Si la volonté de voir le président du Faso et le ministre de la Justice siéger au Conseil supérieur de la magistrature est mue par le souhait d’avoir “des juges avec qui le président du Faso pourrait travailler plus facilement” comme déjà entendu, nous comprenons alors que c’est juste le vocabulaire de l’exécutif qui a changé, dans la mesure ou les précédents recherchaient des «juges acquis ». Le peuple mériterait alors que cette option des nouvelles autorités lui soit expliquée, car la lutte pour l’indépendance de la justice bien comprise, c’est d’abord celle du peuple dans son ensemble dont la société civile, les partis politiques etc., avant d’être celle des magistrats. Un tel courage aura l’avantage de faciliter la compréhension quant à la stratégie de remise en cause des acquis de l’insurrection. Mais nous osons croire que l’histoire relativement récente qui est celle du Burkina Faso dissuadera vite de telles velléités.

 

Prenant en considération tout ce qui vient d’être dit, il apparaît nécessaire de repenser les termes du débat.

 

Les premiers à souffrir de la lenteur des procédures, ce sont les magistrats eux-mêmes, meurtris par l’idée qu’on puisse penser qu’ils ont un intérêt à cela, malgré les efforts qu’ils font au quotidien pour montrer aux yeux du monde que la justice burkinabè est loin d’être une justice aux ordres comme on veut le faire croire.
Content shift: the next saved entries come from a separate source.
//! HTML document assembly.
//!
//! `render_document` is the single entry point: chrome + metadata + body in,
//! one self-contained HTML string out. Text fields are escaped here; the
//! `content_html` fields of [`Body`] are trusted, already-rendered HTML
//! produced by the markdown pipeline.

use std::fmt::Write;

use super::styles::stylesheet;
use super::{Body, BlogStyle, DocumentMeta, PostCard, SiteChrome};

/// Escape text for use in HTML content or attribute values.
#[must_use]
pub fn escape_html(text: &str) -> String {
    let mut out = String::with_capacity(text.len());
    for ch in text.chars() {
        match ch {
            '&' => out.push_str("&amp;"),
            '<' => out.push_str("&lt;"),
            '>' => out.push_str("&gt;"),
            '"' => out.push_str("&quot;"),
            '\'' => out.push_str("&#39;"),
            _ => out.push(ch),
        }
    }
    out
}

/// Render a complete HTML document for a tenant site.
#[must_use]
pub fn render_document(chrome: &SiteChrome, meta: &DocumentMeta, body: &Body) -> String {
    let palette = chrome.palette();
    let css = stylesheet(chrome.layout, &palette, chrome.font);
    let site_title = escape_html(chrome.site_title());
    let lang = escape_html(meta.language.as_deref().unwrap_or("en"));

    let doc_title = match body {
        Body::Page { title, .. } if !title.is_empty() => {
            format!("{} · {site_title}", escape_html(title))
        }
        Body::Post { card, .. } => format!("{} · {site_title}", escape_html(&card.title)),
        Body::PostList { heading, .. } => {
            format!("{} · {site_title}", escape_html(heading))
        }
        Body::Page { .. } => site_title.clone(),
    };

    let mut html = String::with_capacity(4096 + css.len());
    let _ = write!(
        html,
        "<!DOCTYPE html>\n<html lang=\"{lang}\">\n<head>\n\
         <meta charset=\"utf-8\">\n\
         <meta name=\"viewport\" content=\"width=device-width, initial-scale=1\">\n\
         <title>{doc_title}</title>\n"
    );
    if let Some(description) = meta.description.as_deref().filter(|d| !d.is_empty()) {
        let _ = write!(
            html,
            "<meta name=\"description\" content=\"{}\">\n",
            escape_html(description)
        );
    }
    if let Some(canonical) = meta.canonical_url.as_deref().filter(|c| !c.is_empty()) {
        let _ = write!(
            html,
            "<link rel=\"canonical\" href=\"{}\">\n",
            escape_html(canonical)
        );
    }
    let _ = write!(html, "<style>{css}</style>\n</head>\n");

    let _ = write!(
        html,
        "<body class=\"layout-{layout} theme-{theme}\">\n<div class=\"wrap\">\n",
        layout = chrome.layout,
        theme = chrome.theme,
    );

    // Header with site title and navigation.
    let home_href = escape_html(&chrome.home_href());
    let base = escape_html(&chrome.base_path);
    let _ = write!(
        html,
        "<header class=\"site-header\">\n<h1><a href=\"{home_href}\">{site_title}</a></h1>\n<nav>\n\
         <a href=\"{home_href}\">Home</a>\n"
    );
    if chrome.blog_enabled {
        let _ = write!(html, "<a href=\"{base}/blog\">Blog</a>\n");
    }
    html.push_str("</nav>\n</header>\n");

    // Main and footer share a wrapper so two-column layouts can place the
    // header beside them.
    html.push_str("<div class=\"site-body\">\n<main class=\"page-content\">\n");
    match body {
        Body::Page {
            title,
            content_html,
        } => render_page(&mut html, title, content_html),
        Body::PostList {
            heading,
            posts,
            style,
            show_search,
            search_query,
            next_cursor,
        } => render_post_list(
            &mut html,
            &base,
            heading,
            posts,
            *style,
            *show_search,
            search_query.as_deref(),
            next_cursor.as_deref(),
        ),
        Body::Post { card, content_html } => render_post(&mut html, card, content_html),
    }
    html.push_str("</main>\n");

    html.push_str("<footer class=\"site-footer\">\n");
    if let Some(footer) = chrome.footer_text.as_deref().filter(|f| !f.trim().is_empty()) {
        let _ = write!(html, "<p>{}</p>\n", escape_html(footer));
    }
    let _ = write!(
        html,
        "<p><a href=\"{home_href}\">{site_title}</a> · powered by Minispace</p>\n"
    );
    html.push_str("</footer>\n</div>\n</div>\n</body>\n</html>\n");

    html
}

fn render_page(html: &mut String, title: &str, content_html: &str) {
    html.push_str("<article>\n");
    if !title.is_empty() {
        let _ = write!(html, "<h2>{}</h2>\n", escape_html(title));
    }
    html.push_str(content_html);
    html.push_str("\n</article>\n");
}

#[allow(clippy::too_many_arguments)]
fn render_post_list(
    html: &mut String,
    base: &str,
    heading: &str,
    posts: &[PostCard],
    style: BlogStyle,
    show_search: bool,
    search_query: Option<&str>,
    next_cursor: Option<&str>,
) {
    let _ = write!(html, "<h2>{}</h2>\n", escape_html(heading));

    if show_search {
        let query = escape_html(search_query.unwrap_or(""));
        let _ = write!(
            html,
            "<form class=\"search-form\" action=\"{base}/blog/search\" method=\"get\">\n\
             <input type=\"search\" name=\"q\" placeholder=\"Search posts\" value=\"{query}\">\n\
             </form>\n"
        );
    }

    if posts.is_empty() {
        html.push_str("<p class=\"post-meta\">Nothing here yet.</p>\n");
    } else {
        let class = match style {
            BlogStyle::Stacked => "post-list",
            BlogStyle::Cards => "post-list cards",
        };
        let _ = write!(html, "<ul class=\"{class}\">\n");
        for post in posts {
            html.push_str("<li>\n");
            let _ = write!(
                html,
                "<h3><a href=\"{base}/blog/{slug}\">{title}</a></h3>\n",
                slug = escape_html(&post.slug),
                title = escape_html(&post.title),
            );
            push_post_meta(html, post);
            if !post.excerpt.is_empty() {
                let _ = write!(html, "<p>{}</p>\n", escape_html(&post.excerpt));
            }
            push_tags(html, &post.tags);
            html.push_str("</li>\n");
        }
        html.push_str("</ul>\n");
    }

    if let Some(cursor) = next_cursor {
        let _ = write!(
            html,
            "<p class=\"pager\"><a href=\"{base}/blog?after={}\">Older posts →</a></p>\n",
            escape_html(cursor)
        );
    }
}

fn render_post(html: &mut String, card: &PostCard, content_html: &str) {
    html.push_str("<article>\n");
    let _ = write!(html, "<h2>{}</h2>\n", escape_html(&card.title));
    push_post_meta(html, card);
    html.push_str(content_html);
    html.push('\n');
    push_tags(html, &card.tags);
    html.push_str("</article>\n");
}

fn push_post_meta(html: &mut String, card: &PostCard) {
    html.push_str("<p class=\"post-meta\">");
    if let Some(label) = card.published_label.as_deref() {
        let _ = write!(html, "{} · ", escape_html(label));
    }
    let _ = write!(html, "{} min read</p>\n", card.reading_minutes);
}

fn push_tags(html: &mut String, tags: &[String]) {
    if tags.is_empty() {
        return;
    }
    html.push_str("<p>");
    for tag in tags {
        let _ = write!(html, "<span class=\"tag\">{}</span>", escape_html(tag));
    }
    html.push_str("</p>\n");
}

#[cfg(test)]
#[allow(clippy::unwrap_used)]
mod tests {
    use super::*;
    use crate::layout::{FontFamily, LayoutId, ThemeId};
    use crate::types::HexColor;

    fn chrome() -> SiteChrome {
        SiteChrome {
            username: "ada".to_owned(),
            header_text: Some("Ada's Notebook".to_owned()),
            footer_text: Some("© Ada".to_owned()),
            layout: LayoutId::PersonalBlog,
            theme: ThemeId::Classic,
            font: FontFamily::Sans,
            accent_color: None,
            background_color: None,
            text_color: None,
            blog_enabled: true,
            base_path: String::new(),
        }
    }

    fn sample_page() -> Body {
        Body::Page {
            title: "About".to_owned(),
            content_html: "<p>Hello.</p>".to_owned(),
        }
    }

    #[test]
    fn test_escape_html() {
        assert_eq!(
            escape_html(r#"<b>"a" & 'b'</b>"#),
            "&lt;b&gt;&quot;a&quot; &amp; &#39;b&#39;&lt;/b&gt;"
        );
    }

    #[test]
    fn test_every_layout_renders_header_and_footer_text() {
        let meta = DocumentMeta::default();
        for layout in LayoutId::ALL {
            let mut chrome = chrome();
            chrome.layout = layout;
            let html = render_document(&chrome, &meta, &sample_page());
            assert!(!html.is_empty());
            assert!(html.contains("Ada&#39;s Notebook"), "header missing in {layout}");
            assert!(html.contains("© Ada"), "footer missing in {layout}");
            assert!(html.contains(&format!("layout-{layout}")));
        }
    }

    #[test]
    fn test_unrecognized_layout_matches_default_output() {
        let meta = DocumentMeta::default();
        let mut with_unknown = chrome();
        with_unknown.layout = LayoutId::parse_or_default("does-not-exist");
        let mut with_default = chrome();
        with_default.layout = LayoutId::default();
        assert_eq!(
            render_document(&with_unknown, &meta, &sample_page()),
            render_document(&with_default, &meta, &sample_page()),
        );
    }

    #[test]
    fn test_header_text_defaults_to_username() {
        let mut chrome = chrome();
        chrome.header_text = None;
        let html = render_document(&chrome, &DocumentMeta::default(), &sample_page());
        assert!(html.contains("<h1><a href=\"/\">ada</a></h1>"));
    }

    #[test]
    fn test_blog_nav_follows_setting() {
        let mut chrome = chrome();
        chrome.blog_enabled = false;
        let html = render_document(&chrome, &DocumentMeta::default(), &sample_page());
        assert!(!html.contains("href=\"/blog\""));
    }

    #[test]
    fn test_meta_description_and_canonical() {
        let meta = DocumentMeta {
            description: Some("A page about Ada".to_owned()),
            canonical_url: Some("https://ada.minispace.dev/about".to_owned()),
            language: Some("de".to_owned()),
        };
        let html = render_document(&chrome(), &meta, &sample_page());
        assert!(html.contains("<html lang=\"de\">"));
        assert!(html.contains("content=\"A page about Ada\""));
        assert!(html.contains("href=\"https://ada.minispace.dev/about\""));
    }

    #[test]
    fn test_post_list_rendering() {
        let body = Body::PostList {
            heading: "Blog".to_owned(),
            posts: vec![PostCard {
                title: "First & Last".to_owned(),
                slug: "first-last".to_owned(),
                excerpt: "A beginning.".to_owned(),
                published_label: Some("Jan 02, 2026".to_owned()),
                reading_minutes: 4,
                tags: vec!["meta".to_owned()],
            }],
            style: BlogStyle::Cards,
            show_search: true,
            search_query: None,
            next_cursor: Some("abc123".to_owned()),
        };
        let html = render_document(&chrome(), &DocumentMeta::default(), &body);
        assert!(html.contains("post-list cards"));
        assert!(html.contains("First &amp; Last"));
        assert!(html.contains("/blog/first-last"));
        assert!(html.contains("Jan 02, 2026 · 4 min read"));
        assert!(html.contains("/blog?after=abc123"));
        assert!(html.contains("search-form"));
        assert!(html.contains("<span class=\"tag\">meta</span>"));
    }

    #[test]
    fn test_empty_post_list() {
        let body = Body::PostList {
            heading: "Blog".to_owned(),
            posts: vec![],
            style: BlogStyle::Stacked,
            show_search: false,
            search_query: None,
            next_cursor: None,
        };
        let html = render_document(&chrome(), &DocumentMeta::default(), &body);
        assert!(html.contains("Nothing here yet."));
        assert!(!html.contains("search-form"));
    }

    #[test]
    fn test_post_body_is_trusted_html() {
        let body = Body::Post {
            card: PostCard {
                title: "Post".to_owned(),
                slug: "post".to_owned(),
                excerpt: String::new(),
                published_label: None,
                reading_minutes: 1,
                tags: vec![],
            },
            content_html: "<p><em>rendered</em></p>".to_owned(),
        };
        let html = render_document(&chrome(), &DocumentMeta::default(), &body);
        assert!(html.contains("<p><em>rendered</em></p>"));
    }

    #[test]
    fn test_base_path_prefixes_links() {
        let mut chrome = chrome();
        chrome.base_path = "/u/ada".to_owned();
        let body = Body::PostList {
            heading: "Blog".to_owned(),
            posts: vec![PostCard {
                title: "Post".to_owned(),
                slug: "post".to_owned(),
                excerpt: String::new(),
                published_label: None,
                reading_minutes: 1,
                tags: vec![],
            }],
            style: BlogStyle::Stacked,
            show_search: false,
            search_query: None,
            next_cursor: None,
        };
        let html = render_document(&chrome, &DocumentMeta::default(), &body);
        assert!(html.contains("href=\"/u/ada\""));
        assert!(html.contains("href=\"/u/ada/blog\""));
        assert!(html.contains("href=\"/u/ada/blog/post\""));
    }

    #[test]
    fn test_color_overrides_reach_stylesheet() {
        let mut chrome = chrome();
        chrome.accent_color = Some(HexColor::parse("#ff0000").unwrap());
        let html = render_document(&chrome, &DocumentMeta::default(), &sample_page());
        assert!(html.contains("--accent:#ff0000"));
    }
}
Loin de faire de l’indépendance du pouvoir judiciaire un privilège pour le magistrat, celle-ci doit être comprise comme étant la nécessaire garantie de l’équilibre qui doit exister entre les trois pouvoirs: exécutif, législatif et judiciaire, et ce, dans l’intérêt de tout le Peuple.

 

L’effort du président du Faso à opérer une nuance entre l’indépendance du juge et l’indépendance de la magistrature, ne mérite pas que l’on s’y appesantisse dans la mesure où la constitution révisée en son article 131 est on ne peut plus claire. Cette disposition prévoit que « Le président du Faso est garant de l’indépendance du pouvoir judiciaire. En cette qualité, il préside chaque année, au cours du mois de novembre, une rencontre avec les membres du Conseil supérieur de la magistrature pour discuter des questions en rapport avec le renforcement de l’indépendance du pouvoir judiciaire. Une rencontre extraordinaire peut toujours être tenue le cas échéant ». C’est dire donc que d’une part, le cloisonnement des institutions que redoute le président du Faso est écarté et si d’autre part, l’on s’accorde sur la notion d’indépendance du pouvoir judiciaire, il devrait pouvoir y contribuer, sans qu’il soit besoin d’opérer les réformes rétrogrades envisagées.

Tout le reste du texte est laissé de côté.